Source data

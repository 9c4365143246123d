//! Task persistence.

use std::collections::HashMap;

use chrono::{DateTime, Utc};
use sea_orm::sea_query::{Expr, OnConflict};
use sea_orm::{ColumnTrait, DatabaseConnection, EntityTrait, QueryFilter, QuerySelect, Set};

use crate::entity::task::{ActiveModel, Column, Entity as Task, Model};

use super::{insert_chunk_with_retry, Result};

fn upsert_on_conflict() -> OnConflict {
    OnConflict::column(Column::Id)
        .update_columns([
            Column::Text,
            Column::TaskTypeId,
            Column::IsCompleted,
            Column::CompleteTill,
            Column::ResultText,
            Column::ResponsibleUserId,
            Column::AccountId,
            Column::Leads,
            Column::Companies,
            Column::Contacts,
            Column::Raw,
            Column::Fingerprint,
            Column::SourceUpdatedAt,
            Column::SourceCreatedAt,
            Column::CheckedAt,
        ])
        .to_owned()
}

fn into_active(model: Model) -> ActiveModel {
    ActiveModel {
        id: Set(model.id),
        text: Set(model.text),
        task_type_id: Set(model.task_type_id),
        is_completed: Set(model.is_completed),
        complete_till: Set(model.complete_till),
        result_text: Set(model.result_text),
        responsible_user_id: Set(model.responsible_user_id),
        account_id: Set(model.account_id),
        leads: Set(model.leads),
        companies: Set(model.companies),
        contacts: Set(model.contacts),
        raw: Set(model.raw),
        fingerprint: Set(model.fingerprint),
        source_updated_at: Set(model.source_updated_at),
        source_created_at: Set(model.source_created_at),
        checked_at: Set(model.checked_at),
    }
}

/// Upsert a batch keyed on the source id, chunked at `chunk_size`.
pub async fn bulk_upsert(
    db: &DatabaseConnection,
    models: Vec<Model>,
    chunk_size: usize,
) -> Result<u64> {
    if models.is_empty() {
        return Ok(0);
    }
    let mut written = 0;
    for chunk in models.chunks(chunk_size.max(1)) {
        let active: Vec<ActiveModel> = chunk.iter().cloned().map(into_active).collect();
        written += insert_chunk_with_retry(db, active, upsert_on_conflict(), "tasks").await?;
    }
    Ok(written)
}

/// Stored fingerprints for the given ids.
pub async fn fingerprints(
    db: &DatabaseConnection,
    ids: &[i64],
) -> Result<HashMap<i64, String>> {
    if ids.is_empty() {
        return Ok(HashMap::new());
    }
    let rows: Vec<(i64, String)> = Task::find()
        .select_only()
        .column(Column::Id)
        .column(Column::Fingerprint)
        .filter(Column::Id.is_in(ids.iter().copied()))
        .into_tuple()
        .all(db)
        .await?;
    Ok(rows.into_iter().collect())
}

/// Newest source-side update across all stored tasks.
pub async fn max_source_updated_at(db: &DatabaseConnection) -> Result<Option<DateTime<Utc>>> {
    let max: Option<Option<DateTime<Utc>>> = Task::find()
        .select_only()
        .expr(Expr::col(Column::SourceUpdatedAt).max())
        .into_tuple()
        .one(db)
        .await?;
    Ok(max.flatten())
}
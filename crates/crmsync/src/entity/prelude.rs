pub use super::contact::Entity as Contact;
pub use super::deal::Entity as Deal;
pub use super::event::Entity as Event;
pub use super::message::Entity as Message;
pub use super::pipeline::Entity as Pipeline;
pub use super::task::Entity as Task;
pub use super::task_type::Entity as TaskType;
pub use super::user::Entity as User;
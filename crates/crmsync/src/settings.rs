//! Runtime configuration for the CRM client and sync jobs.

use async_trait::async_trait;

/// Remote API connection options.
#[derive(Debug, Clone)]
pub struct CrmOptions {
    /// API root, e.g. `https://example.amocrm.com/api/v4`.
    pub base_url: String,
    /// Page size for streamed endpoints; the remote caps this at 250.
    pub page_size: u32,
    /// Courtesy delay between successive pages, on top of the governor.
    pub request_delay_ms: u64,
}

impl Default for CrmOptions {
    fn default() -> Self {
        Self {
            base_url: String::new(),
            page_size: 250,
            request_delay_ms: 200,
        }
    }
}

/// Per-run sync tuning.
#[derive(Debug, Clone)]
pub struct SyncSettings {
    /// How far back a first event sync reaches; zero means the default (6).
    pub events_lookback_months: u32,
    /// How far back a first message sync reaches; zero means the default (12).
    pub messages_lookback_months: u32,
}

impl Default for SyncSettings {
    fn default() -> Self {
        Self {
            events_lookback_months: 6,
            messages_lookback_months: 12,
        }
    }
}

/// Boundary for obtaining the current bearer token.
///
/// Token storage and refresh live outside this crate; sync code only ever
/// asks for "the token to use right now".
#[async_trait]
pub trait CredentialsProvider: Send + Sync {
    async fn bearer_token(&self) -> String;
}

/// Fixed token supplied by configuration.
pub struct StaticToken(pub String);

#[async_trait]
impl CredentialsProvider for StaticToken {
    async fn bearer_token(&self) -> String {
        self.0.clone()
    }
}

#[cfg(test)]
mod tests {
    use super::*;

    #[tokio::test]
    async fn static_token_hands_back_its_value() {
        let provider = StaticToken("tok-123".to_string());
        assert_eq!(provider.bearer_token().await, "tok-123");
    }

    #[test]
    fn defaults_match_the_remote_limits() {
        let options = CrmOptions::default();
        assert_eq!(options.page_size, 250);
        assert_eq!(options.request_delay_ms, 200);
    }
}
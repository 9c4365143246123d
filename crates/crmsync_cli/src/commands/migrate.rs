//! Database migration commands.

use crmsync::migration::Migrator;
use sea_orm_migration::MigratorTrait;

use crate::config::Config;
use crate::MigrateAction;

pub(crate) async fn handle_migrate(
    action: MigrateAction,
    config: &Config,
) -> Result<(), Box<dyn std::error::Error>> {
    let database_url = config
        .database_url()
        .ok_or("could not determine database location")?;
    let db = crmsync::connect(&database_url).await?;

    match action {
        MigrateAction::Up => {
            println!("Running migrations...");
            Migrator::up(&db, None).await?;
            println!("Migrations applied successfully.");
        }
        MigrateAction::Down => {
            println!("Rolling back last migration...");
            Migrator::down(&db, Some(1)).await?;
            println!("Rollback complete.");
        }
        MigrateAction::Status => {
            let applied = Migrator::get_applied_migrations(&db).await?;
            let pending = Migrator::get_pending_migrations(&db).await?;
            println!("Applied migrations:");
            if applied.is_empty() {
                println!("  (none)");
            }
            for migration in &applied {
                println!("  {}", migration.name());
            }
            println!("Pending migrations:");
            if pending.is_empty() {
                println!("  (none)");
            }
            for migration in &pending {
                println!("  {}", migration.name());
            }
        }
        MigrateAction::Fresh => {
            println!("Dropping all tables and reapplying migrations...");
            Migrator::fresh(&db).await?;
            println!("Fresh install complete.");
        }
    }

    Ok(())
}
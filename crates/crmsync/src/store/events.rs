//! Event-log persistence.

use std::collections::HashMap;

use chrono::{DateTime, Utc};
use sea_orm::sea_query::{Expr, OnConflict};
use sea_orm::{ColumnTrait, DatabaseConnection, EntityTrait, QueryFilter, QuerySelect, Set};

use crate::entity::event::{ActiveModel, Column, Entity as Event, Model};

use super::{insert_chunk_with_retry, Result};

fn upsert_on_conflict() -> OnConflict {
    OnConflict::column(Column::Id)
        .update_columns([
            Column::EventType,
            Column::EntityId,
            Column::EntityType,
            Column::CreatedBy,
            Column::ValueBefore,
            Column::ValueAfter,
            Column::Raw,
            Column::Fingerprint,
            Column::EventAt,
            Column::CheckedAt,
        ])
        .to_owned()
}

fn into_active(model: Model) -> ActiveModel {
    ActiveModel {
        id: Set(model.id),
        event_type: Set(model.event_type),
        entity_id: Set(model.entity_id),
        entity_type: Set(model.entity_type),
        created_by: Set(model.created_by),
        value_before: Set(model.value_before),
        value_after: Set(model.value_after),
        raw: Set(model.raw),
        fingerprint: Set(model.fingerprint),
        event_at: Set(model.event_at),
        checked_at: Set(model.checked_at),
    }
}

/// Upsert a batch keyed on the source id, chunked at `chunk_size`.
pub async fn bulk_upsert(
    db: &DatabaseConnection,
    models: Vec<Model>,
    chunk_size: usize,
) -> Result<u64> {
    if models.is_empty() {
        return Ok(0);
    }
    let mut written = 0;
    for chunk in models.chunks(chunk_size.max(1)) {
        let active: Vec<ActiveModel> = chunk.iter().cloned().map(into_active).collect();
        written += insert_chunk_with_retry(db, active, upsert_on_conflict(), "events").await?;
    }
    Ok(written)
}

/// Stored fingerprints for the given ids.
pub async fn fingerprints(
    db: &DatabaseConnection,
    ids: &[String],
) -> Result<HashMap<String, String>> {
    if ids.is_empty() {
        return Ok(HashMap::new());
    }
    let rows: Vec<(String, String)> = Event::find()
        .select_only()
        .column(Column::Id)
        .column(Column::Fingerprint)
        .filter(Column::Id.is_in(ids.iter().cloned()))
        .into_tuple()
        .all(db)
        .await?;
    Ok(rows.into_iter().collect())
}

/// Newest event instant across the stored log.
pub async fn max_event_at(db: &DatabaseConnection) -> Result<Option<DateTime<Utc>>> {
    let max: Option<Option<DateTime<Utc>>> = Event::find()
        .select_only()
        .expr(Expr::col(Column::EventAt).max())
        .into_tuple()
        .one(db)
        .await?;
    Ok(max.flatten())
}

What is required - Scan the entries above, and wherever a line holds the string "configuration", copy it.

Output of the task -
//! Runtime configuration for the CRM client and sync jobs.
/// Fixed token supplied by configuration.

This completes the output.